In a few minutes the Japanese boat advanced into the lee of Minerva and drew up alongside her. Lines were thrown back and forth, and a pilot’s ladder unrolled from the upperdeck. The protocol of what followed had been worked out in such detail that van Hoek had to consult a written list: First, the Cabal gathered near the mainmast and said farewell to Gabriel Goto. Jack, for his part, had never felt especially friendly toward the man, but now he remembered the ronin doing battle against the foe at the needle’s eye in Khan el-Khalili, and his nose ran and tears came to his eyes. Gabriel Goto was recalling the same thing, for he bowed low to Jack and said in Sabir: “I have been a ronin all my life, Jack, which means a Samurai without a master—except for that one day in Cairo when I swore allegiance to you, and for a brief time knew what it was to have a Lord and to fight as part of an Army. Now I go to a place where I will have a new Lord and serve in a different Army. But in my heart I will always owe my first allegiance to you.” And then he removed the two swords, the katana and the wakizashi, from the belt of his garment, and presented them to Jack.
Dappa, van Hoek, Monsieur Arlanc, Padraig, and Vrej Esphahnian each stepped forward to exchange bows with the Samurai. Moseh, Surendranath, and the Shaftoe boys had remained behind in Manila and had already said their good-byes on the banks of the Pasig. Finally Gabriel Goto strode over to the top of the ladder and threw one leg over the gunwale and began to descend, rung by rung, vanishing below the teak horizon. For a moment only his head was visible, his face clenched like a fist, a few stray strands of hair whipping around in the wind. Then it was only his top-knot. Then he was gone.
Jack sighed. “We are a Cabal no longer,” he said. “What began on the roof of the banyolar in Algiers has dissolved in this Japanese smugglers’-cove.”
“We are all business partners now, and not brothers-in-arms,” said Dappa.
“There is no difference to me,” said Vrej Esphahnian, moderately annoyed. “Why should the bonds holding a business partnership together be inferior to those joining brothers-in-arms? For me the venture does not end here—it only begins.”
Jack laughed. “A great adventure to other men is a routine thing for an Armenian, it seems.”
A different top-knot appeared at the gunwale, and a different Samurai came aboard and exchanged bows with van Hoek. It was obvious from the way he looked around that he had never seen a ship of any size before, to say nothing of sailors with red hair, blue eyes, or black skin. But he kept his composure and carried on with the next phase of the protocol: van Hoek presented him with a single egg of wootz, which had been cleverly boxed and wrapped, with great ceremony, by an ancient Japanese lady in Manila. The Samurai made as great a ceremony of unwrapping it, then handed it off to one of his archers, who had to scamper up the ladder to get it.
Van Hoek gave the visitor a tour of Minerva‘s hold, where many more eggs of wootz, and diverse other goods besides, were waiting for inspection. Meanwhile Enoch Root caused his black chest to be lowered into the boat. Then he descended the ladder. In a few minutes he was followed by the Samurai, who’d finished his inspection belowdecks. The Japanese boat cast off its lines, raised a sail, and quickly made its way into a pier, where it was tied up next to a much larger vessel, a sort of cargo-barge that looked as if it might be used for ferrying goods between shore and ship. Under the watchful spyglasses of various men on Minerva, everyone disembarked onto the pier. Enoch was escorted to a sort of warehouse on the shore.
Half an hour later the alchemist came out by himself and boarded the boat. Immediately it shoved off and began rowing towards Minerva. At the same time a few score boat-men swarmed over the barge and cast off its mooring-lines, and began laboring with oars and push-poles to move it away from shore.

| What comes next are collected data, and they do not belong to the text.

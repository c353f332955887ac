//! Terminal maze runner (default binary).
//!
//! This is the primary gameplay entrypoint.
//! It uses crossterm for input and a custom framebuffer-based renderer
//! (no ratatui widgets/layout).

use std::time::{Duration, Instant};

use anyhow::Result;
use crossterm::event::{self, Event, KeyEventKind};

use tui_maze::core::{generate, GameState, MazeConfig};
use tui_maze::input::{handle_key_event, should_cycle_theme, should_quit};
use tui_maze::term::{FrameBuffer, GameView, TerminalRenderer, Theme, Viewport};
use tui_maze::types::{MoveOutcome, BUMP_FLASH_MS, POLL_INTERVAL_MS};

fn main() -> Result<()> {
    let mut term = TerminalRenderer::new();
    term.enter()?;

    let result = run(&mut term);

    // Always try to restore terminal state.
    let _ = term.exit();
    result
}

fn run(term: &mut TerminalRenderer) -> Result<()> {
    let config = MazeConfig::from_env();
    let mut rng = config.rng();
    let mut game_state = GameState::new(generate(config.size, &mut rng));
    let mut theme = Theme::from_env_or_default();

    let view = GameView::default();
    let mut fb = FrameBuffer::new(0, 0);
    let poll_interval = Duration::from_millis(POLL_INTERVAL_MS as u64);
    let mut flash_until = Instant::now();

    loop {
        // Render.
        let bump_flash = Instant::now() < flash_until;
        let (w, h) = crossterm::terminal::size().unwrap_or((80, 24));
        view.render_into(&game_state, theme, bump_flash, Viewport::new(w, h), &mut fb);
        term.draw_swap(&mut fb)?;

        if event::poll(poll_interval)? {
            match event::read()? {
                Event::Key(key) => {
                    // Repeat counts as a press so a held arrow keeps moving.
                    if matches!(key.kind, KeyEventKind::Press | KeyEventKind::Repeat) {
                        if should_quit(key) {
                            return Ok(());
                        }

                        if should_cycle_theme(key) {
                            theme = theme.cycle();
                            continue;
                        }

                        if let Some(action) = handle_key_event(key) {
                            game_state.apply(action, &mut rng);
                            if game_state.take_last_outcome() == Some(MoveOutcome::Bump) {
                                flash_until = Instant::now()
                                    + Duration::from_millis(BUMP_FLASH_MS as u64);
                            }
                        }
                    }
                }
                Event::Resize(_, _) => term.invalidate(),
                _ => {}
            }
        }
    }
}
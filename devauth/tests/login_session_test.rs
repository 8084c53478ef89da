//! Login, refresh, and logout flow.

mod common;

use axum::http::StatusCode;
use common::{get_json, login_user, post_json, setup, signup_user};
use devauth::services::{AuthStore, JwtService, TokenKind};
use serde_json::json;

#[tokio::test]
async fn login_refresh_logout_lifecycle() {
    let harness = setup().await;
    signup_user(&harness, "user@x.com", "Passw0rd!").await;

    let (access_token, refresh_token) = login_user(&harness, "user@x.com", "Passw0rd!").await;

    // Access token: 15 minute lifetime, access kind, scoped to this app.
    let claims = JwtService::decode_unverified(&access_token).expect("decodable");
    assert_eq!(claims.kind, TokenKind::Access);
    assert_eq!(claims.app_id, harness.app_id);
    assert_eq!(claims.exp - claims.iat, 15 * 60);

    // Refresh token embeds the session id of a live session row.
    let refresh_claims = JwtService::decode_unverified(&refresh_token).expect("decodable");
    assert_eq!(refresh_claims.kind, TokenKind::Refresh);
    let session_id = refresh_claims.session_id.expect("session id claim");
    let sessions = harness
        .store
        .list_sessions_for_user(refresh_claims.sub)
        .await
        .unwrap();
    assert_eq!(sessions.len(), 1);
    assert_eq!(sessions[0].id, session_id);
    assert!(!sessions[0].revoked);

    // Refresh mints a new access token; the session stays live.
    let app_header = vec![("x-app-id".to_string(), harness.app_id.clone())];
    let (status, body) = post_json(
        &harness.app,
        "/v1/auth/refresh",
        &app_header,
        json!({ "refresh_token": refresh_token }),
    )
    .await;
    assert_eq!(status, StatusCode::OK, "{}", body);
    let new_access = body["access_token"].as_str().expect("new access token");
    assert!(JwtService::decode_unverified(new_access).is_some());

    let sessions = harness
        .store
        .list_sessions_for_user(refresh_claims.sub)
        .await
        .unwrap();
    assert!(!sessions[0].revoked, "refresh must not revoke the session");

    // Logout revokes the session.
    let (status, _) = post_json(
        &harness.app,
        "/v1/auth/logout",
        &app_header,
        json!({ "refresh_token": refresh_token }),
    )
    .await;
    assert_eq!(status, StatusCode::OK);

    let sessions = harness
        .store
        .list_sessions_for_user(refresh_claims.sub)
        .await
        .unwrap();
    assert!(sessions[0].revoked);
    assert!(sessions[0].revoked_at.is_some());

    // The refresh token is dead now.
    let (status, body) = post_json(
        &harness.app,
        "/v1/auth/refresh",
        &app_header,
        json!({ "refresh_token": refresh_token }),
    )
    .await;
    assert_eq!(status, StatusCode::UNAUTHORIZED);
    assert_eq!(body["code"], "INVALID_TOKEN");
}

#[tokio::test]
async fn wrong_password_and_unknown_user_fail_identically() {
    let harness = setup().await;
    signup_user(&harness, "user@x.com", "Passw0rd!").await;

    let (status_wrong, body_wrong) = post_json(
        &harness.app,
        "/v1/auth/login",
        &harness.tenant_headers(),
        json!({ "email": "user@x.com", "password": "Wrong0rd!" }),
    )
    .await;
    let (status_ghost, body_ghost) = post_json(
        &harness.app,
        "/v1/auth/login",
        &harness.tenant_headers(),
        json!({ "email": "ghost@x.com", "password": "Passw0rd!" }),
    )
    .await;

    assert_eq!(status_wrong, StatusCode::UNAUTHORIZED);
    assert_eq!(status_ghost, StatusCode::UNAUTHORIZED);
    assert_eq!(body_wrong, body_ghost);
    assert_eq!(body_wrong["code"], "INVALID_CREDENTIALS");
}

#[tokio::test]
async fn me_returns_current_user_for_bearer_token() {
    let harness = setup().await;
    signup_user(&harness, "user@x.com", "Passw0rd!").await;
    let (access_token, _) = login_user(&harness, "user@x.com", "Passw0rd!").await;

    let headers = vec![
        ("x-app-id".to_string(), harness.app_id.clone()),
        ("authorization".to_string(), format!("Bearer {}", access_token)),
    ];
    let (status, body) = get_json(&harness.app, "/v1/auth/me", &headers).await;

    assert_eq!(status, StatusCode::OK);
    assert_eq!(body["email"], "user@x.com");
    assert!(body.get("password_hash").is_none());
}

#[tokio::test]
async fn refresh_token_is_not_an_access_token() {
    let harness = setup().await;
    signup_user(&harness, "user@x.com", "Passw0rd!").await;
    let (_, refresh_token) = login_user(&harness, "user@x.com", "Passw0rd!").await;

    // Presenting a refresh token where an access token is expected fails.
    let headers = vec![
        ("x-app-id".to_string(), harness.app_id.clone()),
        (
            "authorization".to_string(),
            format!("Bearer {}", refresh_token),
        ),
    ];
    let (status, body) = get_json(&harness.app, "/v1/auth/me", &headers).await;

    assert_eq!(status, StatusCode::UNAUTHORIZED);
    assert_eq!(body["code"], "INVALID_TOKEN");
}

#[tokio::test]
async fn access_token_cannot_refresh() {
    let harness = setup().await;
    signup_user(&harness, "user@x.com", "Passw0rd!").await;
    let (access_token, _) = login_user(&harness, "user@x.com", "Passw0rd!").await;

    let (status, body) = post_json(
        &harness.app,
        "/v1/auth/refresh",
        &[("x-app-id".to_string(), harness.app_id.clone())],
        json!({ "refresh_token": access_token }),
    )
    .await;

    assert_eq!(status, StatusCode::UNAUTHORIZED);
    assert_eq!(body["code"], "INVALID_TOKEN");
}

#[tokio::test]
async fn logout_with_garbage_token_succeeds() {
    let harness = setup().await;

    let (status, _) = post_json(
        &harness.app,
        "/v1/auth/logout",
        &[("x-app-id".to_string(), harness.app_id.clone())],
        json!({ "refresh_token": "garbage" }),
    )
    .await;

    assert_eq!(status, StatusCode::OK);
}
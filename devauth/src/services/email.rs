//! Outbound transactional email: verification and password-reset messages.

use async_trait::async_trait;
use lettre::{
    message::{header::ContentType, MultiPart, SinglePart},
    transport::smtp::authentication::Credentials,
    Message, SmtpTransport, Transport,
};
use service_core::error::AppError;
use std::sync::Mutex;
use std::time::Duration;

use crate::config::SmtpConfig;

const MAX_SEND_ATTEMPTS: u32 = 3;

#[async_trait]
pub trait EmailProvider: Send + Sync {
    async fn send_verification_email(
        &self,
        to_email: &str,
        app_name: &str,
        verification_token: &str,
    ) -> Result<(), AppError>;

    async fn send_password_reset_email(
        &self,
        to_email: &str,
        app_name: &str,
        reset_token: &str,
    ) -> Result<(), AppError>;
}

/// SMTP mailer built on lettre.
///
/// Sends run on the blocking thread pool and retry with exponential backoff
/// before reporting failure; callers treat a failed send as a logged,
/// non-fatal event.
#[derive(Clone)]
pub struct SmtpMailer {
    mailer: SmtpTransport,
    from_email: String,
    frontend_base_url: String,
}

impl SmtpMailer {
    pub fn new(config: &SmtpConfig) -> Result<Self, AppError> {
        let creds = Credentials::new(config.username.clone(), config.password.clone());

        let mailer = SmtpTransport::starttls_relay(&config.host)
            .map_err(|e| AppError::Email(e.to_string()))?
            .credentials(creds)
            .port(config.port)
            .timeout(Some(Duration::from_secs(10)))
            .build();

        tracing::info!(host = %config.host, "Email service initialized");

        Ok(Self {
            mailer,
            from_email: config.from_email.clone(),
            frontend_base_url: config.frontend_base_url.clone(),
        })
    }

    async fn send_email(
        &self,
        to_email: &str,
        subject: &str,
        plain_body: &str,
        html_body: &str,
    ) -> Result<(), AppError> {
        let email = Message::builder()
            .from(
                self.from_email
                    .parse()
                    .map_err(|e: lettre::address::AddressError| AppError::Email(e.to_string()))?,
            )
            .to(to_email
                .parse()
                .map_err(|e: lettre::address::AddressError| AppError::Email(e.to_string()))?)
            .subject(subject)
            .multipart(
                MultiPart::alternative()
                    .singlepart(
                        SinglePart::builder()
                            .header(ContentType::TEXT_PLAIN)
                            .body(plain_body.to_string()),
                    )
                    .singlepart(
                        SinglePart::builder()
                            .header(ContentType::TEXT_HTML)
                            .body(html_body.to_string()),
                    ),
            )
            .map_err(|e| AppError::Email(e.to_string()))?;

        for attempt in 1..=MAX_SEND_ATTEMPTS {
            // Blocking transport; keep it off the async runtime.
            let mailer = self.mailer.clone();
            let message = email.clone();
            let result = tokio::task::spawn_blocking(move || mailer.send(&message))
                .await
                .map_err(|e| AppError::Internal(e.into()))?;

            match result {
                Ok(_) => {
                    tracing::info!(to = %to_email, subject = %subject, "Email sent");
                    return Ok(());
                }
                Err(e) if attempt < MAX_SEND_ATTEMPTS => {
                    tracing::warn!(
                        to = %to_email,
                        attempt,
                        error = %e,
                        "Email send attempt failed, retrying"
                    );
                    tokio::time::sleep(Duration::from_secs(1 << (attempt - 1))).await;
                }
                Err(e) => {
                    tracing::error!(
                        to = %to_email,
                        attempts = MAX_SEND_ATTEMPTS,
                        error = %e,
                        "Failed to send email"
                    );
                    return Err(AppError::Email(e.to_string()));
                }
            }
        }

        Err(AppError::Email("send retries exhausted".to_string()))
    }
}

#[async_trait]
impl EmailProvider for SmtpMailer {
    async fn send_verification_email(
        &self,
        to_email: &str,
        app_name: &str,
        verification_token: &str,
    ) -> Result<(), AppError> {
        let verification_url = format!(
            "{}/verify-email?token={}",
            self.frontend_base_url, verification_token
        );

        let subject = format!("Verify your email for {}", app_name);
        let html_body = format!(
            r#"<html>
<body style="font-family: Arial, sans-serif; line-height: 1.6; color: #333;">
  <div style="max-width: 600px; margin: 0 auto; padding: 20px;">
    <h1 style="color: #4A90E2;">Verify Your Email</h1>
    <p>Thank you for signing up for {app_name}!</p>
    <p>Please click the button below to verify your email address:</p>
    <p style="text-align: center; margin: 30px 0;">
      <a href="{url}" style="background-color: #4A90E2; color: white; padding: 12px 24px; text-decoration: none; border-radius: 4px; display: inline-block;">Verify Email</a>
    </p>
    <p>Or copy and paste this link into your browser:</p>
    <p style="word-break: break-all; color: #666;">{url}</p>
    <p style="color: #999; font-size: 12px; margin-top: 30px;">
      This link will expire in 48 hours. If you didn't create an account, please ignore this email.
    </p>
  </div>
</body>
</html>"#,
            app_name = app_name,
            url = verification_url
        );
        let plain_body = format!(
            "Thank you for signing up for {}!\n\nPlease visit the following link to verify your email address:\n\n{}\n\nThis link will expire in 48 hours. If you didn't create an account, please ignore this email.",
            app_name, verification_url
        );

        self.send_email(to_email, &subject, &plain_body, &html_body)
            .await
    }

    async fn send_password_reset_email(
        &self,
        to_email: &str,
        app_name: &str,
        reset_token: &str,
    ) -> Result<(), AppError> {
        let reset_url = format!(
            "{}/reset-password?token={}",
            self.frontend_base_url, reset_token
        );

        let subject = format!("Reset your password for {}", app_name);
        let html_body = format!(
            r#"<html>
<body style="font-family: Arial, sans-serif; line-height: 1.6; color: #333;">
  <div style="max-width: 600px; margin: 0 auto; padding: 20px;">
    <h1 style="color: #4A90E2;">Reset Your Password</h1>
    <p>We received a request to reset your password for {app_name}.</p>
    <p>Click the button below to reset your password:</p>
    <p style="text-align: center; margin: 30px 0;">
      <a href="{url}" style="background-color: #4A90E2; color: white; padding: 12px 24px; text-decoration: none; border-radius: 4px; display: inline-block;">Reset Password</a>
    </p>
    <p>Or copy and paste this link into your browser:</p>
    <p style="word-break: break-all; color: #666;">{url}</p>
    <p style="color: #999; font-size: 12px; margin-top: 30px;">
      This link will expire in 1 hour. If you didn't request a password reset, please ignore this email.
    </p>
  </div>
</body>
</html>"#,
            app_name = app_name,
            url = reset_url
        );
        let plain_body = format!(
            "We received a request to reset your password for {}.\n\nPlease visit the following link to set a new password:\n\n{}\n\nThis link will expire in 1 hour. If you didn't request a password reset, please ignore this email.",
            app_name, reset_url
        );

        self.send_email(to_email, &subject, &plain_body, &html_body)
            .await
    }
}

/// One recorded outbound message.
#[derive(Debug, Clone)]
pub struct SentEmail {
    pub to: String,
    pub app_name: String,
    pub token: String,
}

/// Recording mailer for tests: captures the plaintext tokens instead of
/// delivering anything.
#[derive(Default)]
pub struct MockMailer {
    pub verifications: Mutex<Vec<SentEmail>>,
    pub password_resets: Mutex<Vec<SentEmail>>,
}

impl MockMailer {
    pub fn new() -> Self {
        Self::default()
    }

    pub fn last_verification_token(&self) -> Option<String> {
        self.verifications
            .lock()
            .ok()?
            .last()
            .map(|m| m.token.clone())
    }

    pub fn last_reset_token(&self) -> Option<String> {
        self.password_resets
            .lock()
            .ok()?
            .last()
            .map(|m| m.token.clone())
    }
}

#[async_trait]
impl EmailProvider for MockMailer {
    async fn send_verification_email(
        &self,
        to_email: &str,
        app_name: &str,
        verification_token: &str,
    ) -> Result<(), AppError> {
        self.verifications
            .lock()
            .map_err(|_| AppError::Email("mock mailer mutex poisoned".to_string()))?
            .push(SentEmail {
                to: to_email.to_string(),
                app_name: app_name.to_string(),
                token: verification_token.to_string(),
            });
        Ok(())
    }

    async fn send_password_reset_email(
        &self,
        to_email: &str,
        app_name: &str,
        reset_token: &str,
    ) -> Result<(), AppError> {
        self.password_resets
            .lock()
            .map_err(|_| AppError::Email("mock mailer mutex poisoned".to_string()))?
            .push(SentEmail {
                to: to_email.to_string(),
                app_name: app_name.to_string(),
                token: reset_token.to_string(),
            });
        Ok(())
    }
}
//! API key model - machine-caller credentials for an application's backend.

use chrono::{DateTime, Utc};
use sqlx::FromRow;
use uuid::Uuid;

#[derive(Debug, Clone, FromRow)]
pub struct ApiKey {
    pub id: Uuid,
    pub app_id: String,
    pub label: Option<String>,
    pub key_hash: String,
    pub created_at: DateTime<Utc>,
    pub last_used_at: Option<DateTime<Utc>>,
    pub revoked: bool,
    pub revoked_at: Option<DateTime<Utc>>,
}

impl ApiKey {
    pub fn new(app_id: String, label: Option<String>, key_hash: String) -> Self {
        Self {
            id: Uuid::new_v4(),
            app_id,
            label,
            key_hash,
            created_at: Utc::now(),
            last_used_at: None,
            revoked: false,
            revoked_at: None,
        }
    }
}
use chrono::{DateTime, Utc};
use serde::{Deserialize, Serialize};
use uuid::Uuid;
use validator::Validate;

use crate::models::User;

#[derive(Debug, Deserialize, Validate)]
pub struct SignupRequest {
    #[validate(email(message = "Invalid email format"))]
    pub email: String,

    #[validate(length(min = 8, message = "Password must be at least 8 characters"))]
    pub password: String,

    /// Opaque per-user metadata the application may attach.
    pub metadata: Option<serde_json::Value>,
}

#[derive(Debug, Serialize)]
pub struct SignupResponse {
    pub user: UserResponse,
    pub message: String,
}

#[derive(Debug, Deserialize, Validate)]
pub struct VerifyEmailRequest {
    #[validate(length(min = 1, message = "Token is required"))]
    pub token: String,
}

#[derive(Debug, Deserialize, Validate)]
pub struct ResendVerificationRequest {
    #[validate(email(message = "Invalid email format"))]
    pub email: String,
}

#[derive(Debug, Deserialize, Validate)]
pub struct LoginRequest {
    #[validate(email(message = "Invalid email format"))]
    pub email: String,

    #[validate(length(min = 1, message = "Password is required"))]
    pub password: String,
}

/// Access + refresh token pair returned by login.
#[derive(Debug, Serialize)]
pub struct TokenPairResponse {
    pub access_token: String,
    pub refresh_token: String,
    pub token_type: String,
    pub expires_in: i64,
    pub user: UserResponse,
}

#[derive(Debug, Deserialize)]
pub struct RefreshRequest {
    pub refresh_token: String,
}

#[derive(Debug, Serialize)]
pub struct RefreshResponse {
    pub access_token: String,
    pub token_type: String,
    pub expires_in: i64,
}

#[derive(Debug, Deserialize)]
pub struct LogoutRequest {
    pub refresh_token: String,
}

#[derive(Debug, Deserialize, Validate)]
pub struct PasswordResetRequest {
    #[validate(email(message = "Invalid email format"))]
    pub email: String,
}

#[derive(Debug, Deserialize, Validate)]
pub struct PasswordResetConfirm {
    #[validate(length(min = 1, message = "Token is required"))]
    pub token: String,

    #[validate(length(min = 8, message = "Password must be at least 8 characters"))]
    pub new_password: String,
}

#[derive(Debug, Deserialize)]
pub struct IntrospectRequest {
    pub token: String,
}

#[derive(Debug, Serialize)]
pub struct IntrospectionUser {
    pub id: Uuid,
    pub email: String,
    pub app_id: String,
}

#[derive(Debug, Serialize)]
pub struct IntrospectionResponse {
    pub active: bool,
    #[serde(skip_serializing_if = "Option::is_none")]
    pub user: Option<IntrospectionUser>,
    #[serde(skip_serializing_if = "Option::is_none")]
    pub exp: Option<i64>,
    #[serde(skip_serializing_if = "Option::is_none")]
    pub iat: Option<i64>,
}

impl IntrospectionResponse {
    pub fn inactive() -> Self {
        Self {
            active: false,
            user: None,
            exp: None,
            iat: None,
        }
    }
}

/// User representation for API responses; never carries the password hash.
#[derive(Debug, Clone, Serialize)]
pub struct UserResponse {
    pub id: Uuid,
    pub app_id: String,
    pub email: String,
    pub email_verified: bool,
    pub metadata: Option<serde_json::Value>,
    pub created_at: DateTime<Utc>,
    pub last_login_at: Option<DateTime<Utc>>,
}

impl From<User> for UserResponse {
    fn from(u: User) -> Self {
        Self {
            id: u.id,
            app_id: u.app_id,
            email: u.email,
            email_verified: u.email_verified,
            metadata: u.metadata,
            created_at: u.created_at,
            last_login_at: u.last_login_at,
        }
    }
}
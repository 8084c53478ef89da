use crate::error::AppError;
use config::{Config as Cfg, File};
use serde::Deserialize;

/// Listener configuration shared by every service binary.
#[derive(Debug, Deserialize, Clone)]
pub struct Config {
    #[serde(default = "default_port")]
    pub port: u16,
}

fn default_port() -> u16 {
    8080
}

impl Config {
    pub fn load() -> Result<Self, AppError> {
        dotenvy::dotenv().ok();

        let config = Cfg::builder()
            .add_source(File::with_name("configuration").required(false))
            .add_source(config::Environment::with_prefix("APP").separator("__"))
            .build()?;

        Ok(config.try_deserialize()?)
    }
}
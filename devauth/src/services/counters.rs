//! Counter store boundary for the rate limiter and brute-force guard.
//!
//! Every operation is a single atomic round trip (Redis pipelines /
//! increment-with-expire), never read-then-write across calls, so the
//! counters stay correct under concurrent access from many processes.

use async_trait::async_trait;
use redis::{aio::ConnectionManager, Client};
use std::collections::HashMap;
use std::sync::{Mutex, MutexGuard};
use std::time::{Duration, Instant, SystemTime, UNIX_EPOCH};
use thiserror::Error;

use crate::config::RedisConfig;

#[derive(Debug, Error)]
pub enum CounterError {
    #[error("redis error: {0}")]
    Redis(#[from] redis::RedisError),

    #[error("counter store error: {0}")]
    Internal(String),
}

#[async_trait]
pub trait CounterStore: Send + Sync {
    /// Sliding-window hit: evict entries older than the window, record the
    /// current request, refresh the key TTL, and return how many requests
    /// were already inside the window (the recorded one excluded).
    async fn record_request(&self, key: &str, window: Duration) -> Result<u64, CounterError>;

    /// Current number of entries in a window key, without recording.
    async fn window_count(&self, key: &str) -> Result<u64, CounterError>;

    /// Atomic increment with TTL refresh; returns the new counter value.
    async fn increment(&self, key: &str, ttl: Duration) -> Result<i64, CounterError>;

    async fn get_counter(&self, key: &str) -> Result<Option<i64>, CounterError>;

    async fn set_flag(&self, key: &str, ttl: Duration) -> Result<(), CounterError>;

    async fn flag_exists(&self, key: &str) -> Result<bool, CounterError>;

    async fn remove(&self, keys: &[&str]) -> Result<(), CounterError>;

    async fn health_check(&self) -> Result<(), CounterError>;
}

/// Redis-backed counter store.
#[derive(Clone)]
pub struct RedisCounterStore {
    _client: Client,
    manager: ConnectionManager,
}

impl RedisCounterStore {
    pub async fn new(config: &RedisConfig) -> Result<Self, CounterError> {
        tracing::info!(url = %config.url, "Connecting to Redis");
        let client = Client::open(config.url.clone())?;

        // ConnectionManager reconnects automatically.
        let manager = client.get_connection_manager().await?;

        tracing::info!("Successfully connected to Redis");

        Ok(Self {
            _client: client,
            manager,
        })
    }
}

fn epoch_seconds() -> Result<f64, CounterError> {
    SystemTime::now()
        .duration_since(UNIX_EPOCH)
        .map(|d| d.as_secs_f64())
        .map_err(|e| CounterError::Internal(format!("system clock before epoch: {}", e)))
}

#[async_trait]
impl CounterStore for RedisCounterStore {
    async fn record_request(&self, key: &str, window: Duration) -> Result<u64, CounterError> {
        let mut conn = self.manager.clone();
        let now = epoch_seconds()?;
        let window_start = now - window.as_secs_f64();
        // Nanosecond member strings keep concurrent entries distinct.
        let member = format!("{:.9}", now);

        let (_, count, _, _): (i64, u64, i64, i64) = redis::pipe()
            .atomic()
            .cmd("ZREMRANGEBYSCORE")
            .arg(key)
            .arg(0f64)
            .arg(window_start)
            .cmd("ZCARD")
            .arg(key)
            .cmd("ZADD")
            .arg(key)
            .arg(now)
            .arg(member)
            .cmd("EXPIRE")
            .arg(key)
            .arg(window.as_secs())
            .query_async(&mut conn)
            .await?;

        Ok(count)
    }

    async fn window_count(&self, key: &str) -> Result<u64, CounterError> {
        let mut conn = self.manager.clone();
        let count: u64 = redis::cmd("ZCARD").arg(key).query_async(&mut conn).await?;
        Ok(count)
    }

    async fn increment(&self, key: &str, ttl: Duration) -> Result<i64, CounterError> {
        let mut conn = self.manager.clone();
        let (value, _): (i64, i64) = redis::pipe()
            .atomic()
            .cmd("INCR")
            .arg(key)
            .cmd("EXPIRE")
            .arg(key)
            .arg(ttl.as_secs())
            .query_async(&mut conn)
            .await?;
        Ok(value)
    }

    async fn get_counter(&self, key: &str) -> Result<Option<i64>, CounterError> {
        let mut conn = self.manager.clone();
        let value: Option<i64> = redis::cmd("GET").arg(key).query_async(&mut conn).await?;
        Ok(value)
    }

    async fn set_flag(&self, key: &str, ttl: Duration) -> Result<(), CounterError> {
        let mut conn = self.manager.clone();
        let _: () = redis::cmd("SET")
            .arg(key)
            .arg("1")
            .arg("EX")
            .arg(ttl.as_secs())
            .query_async(&mut conn)
            .await?;
        Ok(())
    }

    async fn flag_exists(&self, key: &str) -> Result<bool, CounterError> {
        let mut conn = self.manager.clone();
        let exists: bool = redis::cmd("EXISTS").arg(key).query_async(&mut conn).await?;
        Ok(exists)
    }

    async fn remove(&self, keys: &[&str]) -> Result<(), CounterError> {
        if keys.is_empty() {
            return Ok(());
        }
        let mut conn = self.manager.clone();
        let mut cmd = redis::cmd("DEL");
        for key in keys {
            cmd.arg(*key);
        }
        let _: () = cmd.query_async(&mut conn).await?;
        Ok(())
    }

    async fn health_check(&self) -> Result<(), CounterError> {
        let mut conn = self.manager.clone();
        let _: () = redis::cmd("PING").query_async(&mut conn).await?;
        Ok(())
    }
}

#[derive(Default)]
struct MemoryCounters {
    windows: HashMap<String, (Vec<Instant>, Duration)>,
    counters: HashMap<String, (i64, Instant)>,
    flags: HashMap<String, Instant>,
}

/// In-memory counter store with the same semantics as the Redis one,
/// TTLs included. Used by tests and local harnesses.
#[derive(Default)]
pub struct InMemoryCounterStore {
    inner: Mutex<MemoryCounters>,
}

impl InMemoryCounterStore {
    pub fn new() -> Self {
        Self::default()
    }

    fn lock(&self) -> Result<MutexGuard<'_, MemoryCounters>, CounterError> {
        self.inner
            .lock()
            .map_err(|_| CounterError::Internal("counter mutex poisoned".to_string()))
    }
}

#[async_trait]
impl CounterStore for InMemoryCounterStore {
    async fn record_request(&self, key: &str, window: Duration) -> Result<u64, CounterError> {
        let mut inner = self.lock()?;
        let now = Instant::now();
        let entry = inner
            .windows
            .entry(key.to_string())
            .or_insert_with(|| (Vec::new(), window));
        entry.1 = window;
        entry.0.retain(|t| now.duration_since(*t) < window);
        let count = entry.0.len() as u64;
        entry.0.push(now);
        Ok(count)
    }

    async fn window_count(&self, key: &str) -> Result<u64, CounterError> {
        let mut inner = self.lock()?;
        let now = Instant::now();
        Ok(match inner.windows.get_mut(key) {
            Some((entries, window)) => {
                let window = *window;
                entries.retain(|t| now.duration_since(*t) < window);
                entries.len() as u64
            }
            None => 0,
        })
    }

    async fn increment(&self, key: &str, ttl: Duration) -> Result<i64, CounterError> {
        let mut inner = self.lock()?;
        let now = Instant::now();
        let entry = inner.counters.entry(key.to_string()).or_insert((0, now));
        if now >= entry.1 && entry.0 > 0 {
            entry.0 = 0;
        }
        entry.0 += 1;
        entry.1 = now + ttl;
        Ok(entry.0)
    }

    async fn get_counter(&self, key: &str) -> Result<Option<i64>, CounterError> {
        let inner = self.lock()?;
        let now = Instant::now();
        Ok(inner
            .counters
            .get(key)
            .filter(|(_, expiry)| *expiry > now)
            .map(|(value, _)| *value))
    }

    async fn set_flag(&self, key: &str, ttl: Duration) -> Result<(), CounterError> {
        let mut inner = self.lock()?;
        inner.flags.insert(key.to_string(), Instant::now() + ttl);
        Ok(())
    }

    async fn flag_exists(&self, key: &str) -> Result<bool, CounterError> {
        let inner = self.lock()?;
        Ok(inner
            .flags
            .get(key)
            .map_or(false, |expiry| *expiry > Instant::now()))
    }

    async fn remove(&self, keys: &[&str]) -> Result<(), CounterError> {
        let mut inner = self.lock()?;
        for key in keys {
            inner.windows.remove(*key);
            inner.counters.remove(*key);
            inner.flags.remove(*key);
        }
        Ok(())
    }

    async fn health_check(&self) -> Result<(), CounterError> {
        self.lock().map(|_| ())
    }
}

Enoch Root ascended the pilot’s ladder like a young man, though when his face appeared above the rail he had a grave look about him. To van Hoek he said, “I performed every test I know of. More tests than the assayers in New Spain will likely do. I submit to you that the stuff is as pure as any from the mines of Europe.” To Jack the only thing he said was, “It is a very strange country.”
“How strange?” Jack asked.
Enoch shook his head and answered “Enough to make me understand how strange Christendom is.” Then he retired to his cabin.